Pablo Neruda’s Centenary

Randy Paul of Beautiful Horizons comments on articles in the NYT and Miami Herald that reflect on this passage in time.

You can read some of Neruda’s exquisite poetry here.

Walking Around

From: ‘Residencia en la tierra II’

It so happens I’m tired of being a man.
It so happens I enter clothes shops and movie-houses,
withered, impenetrable, like a swan made of felt
sailing the water of ashes and origins.

The smell of a hairdresser’s has me crying and wailing.
I only want release from being stone or wool.
I only want not to see gardens and businesses,
merchandise, spectacles, lifts.

It so happens I’m tired of my feet and toenails,
my hair and my shadow.
It so happens I’m tired of being a man.

Still it would be a pleasure
to scare a lawyer with a severed lily
or deal death to a nun with a poke in the ear.
It would be good
to go through the streets with an emerald knife
and shout out till I died of cold.

I don’t want to go on being just a root in the shadows,
vacillating, extended, shivering with dream,
down in the damp bowels of earth,
absorbing it, thinking it, eating it every day.

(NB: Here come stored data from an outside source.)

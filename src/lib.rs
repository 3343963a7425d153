//! Climb detection and elevation-profile analysis for cycling routes.
//!
//! The library entry point is [`detect_climbs`]; the binary wraps it in a
//! small HTTP service (see [`routes`]).

pub mod config;
pub mod error;
pub mod pipeline;
pub mod routes;
pub mod state;
pub mod types;

pub use error::{AppError, ConfigError, ProfileError};
pub use pipeline::analyze::analyze;
pub use pipeline::detect::{detect_climbs, detect_climbs_unchecked, validate_samples};
pub use types::climb::{Climb, ClimbCategory, ClimbPoint, DetectionConfig, DetectionStrategy};
pub use types::profile::ElevationSample;
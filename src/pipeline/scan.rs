use crate::pipeline::smooth::gradient;
use crate::types::climb::DetectionConfig;
use crate::types::profile::ElevationSample;

/// A maximal run of smoothed points whose step gradients all meet the
/// minimum. `gradients[k]` is the grade from `points[k]` to `points[k + 1]`.
#[derive(Debug, Clone, PartialEq)]
pub struct SteepSection {
    /// Index of `points[0]` in the smoothed profile.
    pub start_idx: usize,
    pub points: Vec<ElevationSample>,
    pub gradients: Vec<f64>,
}

impl SteepSection {
    fn open(start_idx: usize, from: ElevationSample, to: ElevationSample, grade: f64) -> Self {
        Self {
            start_idx,
            points: vec![from, to],
            gradients: vec![grade],
        }
    }

    fn push(&mut self, point: ElevationSample, grade: f64) {
        self.points.push(point);
        self.gradients.push(grade);
    }

    pub fn first(&self) -> &ElevationSample {
        &self.points[0]
    }

    pub fn last(&self) -> &ElevationSample {
        &self.points[self.points.len() - 1]
    }

    pub fn span(&self) -> f64 {
        self.last().distance - self.first().distance
    }
}

/// Collects steep sections at least `min_length_m` long, in profile order.
/// Shorter runs are dropped.
pub fn scan(smoothed: &[ElevationSample], config: &DetectionConfig) -> Vec<SteepSection> {
    let mut sections = Vec::new();
    let mut current: Option<SteepSection> = None;

    for i in 1..smoothed.len() {
        let grade = gradient(&smoothed[i - 1], &smoothed[i]);

        if grade >= config.min_gradient {
            match current.as_mut() {
                Some(section) => section.push(smoothed[i], grade),
                None => {
                    current = Some(SteepSection::open(i - 1, smoothed[i - 1], smoothed[i], grade))
                }
            }
        } else if let Some(section) = current.take() {
            let span = smoothed[i - 1].distance - smoothed[section.start_idx].distance;
            keep_if_long_enough(&mut sections, section, span, config);
        }
    }

    if let Some(section) = current.take() {
        let last = smoothed.len() - 1;
        let span = smoothed[last].distance - smoothed[section.start_idx].distance;
        keep_if_long_enough(&mut sections, section, span, config);
    }

    sections
}

fn keep_if_long_enough(
    sections: &mut Vec<SteepSection>,
    section: SteepSection,
    span: f64,
    config: &DetectionConfig,
) {
    if span >= config.min_length_m {
        tracing::trace!(
            "Steep section at {:.0} m kept ({:.0} m)",
            section.first().distance,
            span
        );
        sections.push(section);
    }
}

#[cfg(test)]
mod tests {
    use super::*;

    /// Piecewise-linear profile sampled every `step` meters.
    fn profile(step: f64, legs: &[(f64, f64)]) -> Vec<ElevationSample> {
        let mut points = vec![ElevationSample::new(0.0, 100.0)];
        for &(length, grade) in legs {
            let n = (length / step).round() as usize;
            for _ in 0..n {
                let last = *points.last().unwrap();
                points.push(ElevationSample::new(
                    last.distance + step,
                    last.elevation + step * grade / 100.0,
                ));
            }
        }
        points
    }

    #[test]
    fn flat_profile_has_no_sections() {
        let data = profile(100.0, &[(5000.0, 0.0)]);
        assert!(scan(&data, &DetectionConfig::default()).is_empty());
    }

    #[test]
    fn long_steep_run_is_kept() {
        let data = profile(100.0, &[(1000.0, 0.0), (2000.0, 5.0), (1000.0, 0.0)]);
        let sections = scan(&data, &DetectionConfig::default());
        assert_eq!(sections.len(), 1);
        let section = &sections[0];
        assert_eq!(section.start_idx, 10);
        assert_eq!(section.first().distance, 1000.0);
        assert_eq!(section.last().distance, 3000.0);
        assert_eq!(section.gradients.len(), section.points.len() - 1);
        assert!(section.gradients.iter().all(|g| (g - 5.0).abs() < 1e-9));
    }

    #[test]
    fn short_steep_run_is_dropped() {
        let data = profile(100.0, &[(1000.0, 0.0), (1100.0, 6.0), (1000.0, 0.0)]);
        assert!(scan(&data, &DetectionConfig::default()).is_empty());
    }

    #[test]
    fn run_exactly_min_length_is_kept() {
        let data = profile(100.0, &[(500.0, 0.0), (1200.0, 4.0), (500.0, 0.0)]);
        let sections = scan(&data, &DetectionConfig::default());
        assert_eq!(sections.len(), 1);
        assert!((sections[0].span() - 1200.0).abs() < 1e-9);
    }

    #[test]
    fn run_reaching_end_of_profile_is_closed() {
        let data = profile(100.0, &[(500.0, 0.0), (1500.0, 3.0)]);
        let sections = scan(&data, &DetectionConfig::default());
        assert_eq!(sections.len(), 1);
        assert_eq!(sections[0].last().distance, 2000.0);
    }

    #[test]
    fn gentle_slope_below_threshold_is_ignored() {
        let data = profile(100.0, &[(3000.0, 1.9)]);
        assert!(scan(&data, &DetectionConfig::default()).is_empty());
    }

    #[test]
    fn custom_thresholds_apply() {
        let data = profile(100.0, &[(800.0, 1.0)]);
        let config = DetectionConfig {
            min_gradient: 0.5,
            min_length_m: 500.0,
            ..DetectionConfig::default()
        };
        assert_eq!(scan(&data, &config).len(), 1);
    }

    #[test]
    fn separate_runs_keep_scan_order() {
        let data = profile(
            100.0,
            &[(1500.0, 5.0), (300.0, 0.0), (1500.0, 5.0)],
        );
        let sections = scan(&data, &DetectionConfig::default());
        assert_eq!(sections.len(), 2);
        assert!(sections[0].last().distance < sections[1].first().distance);
    }
}
use axum::{extract::State, routing::get, Json, Router};
use serde_json::{json, Value};

use crate::state::AppState;

pub fn router() -> Router<AppState> {
    Router::new().route("/health", get(health))
}

async fn health(State(state): State<AppState>) -> Json<Value> {
    Json(json!({
        "status": "ok",
        "version": env!("CARGO_PKG_VERSION"),
        "cached_profiles": state.len()
    }))
}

I don’t want to be so much misfortune,
I don’t want to go on as a root or a tomb,
a subterranean tunnel, just a cellar of death,
frozen, dying in pain.

This is why, Monday, the day, is burning like petrol,
when it sees me arrive with my prison features,
and it screeches going by like a scorched tire
and its footsteps tread hot with blood towards night.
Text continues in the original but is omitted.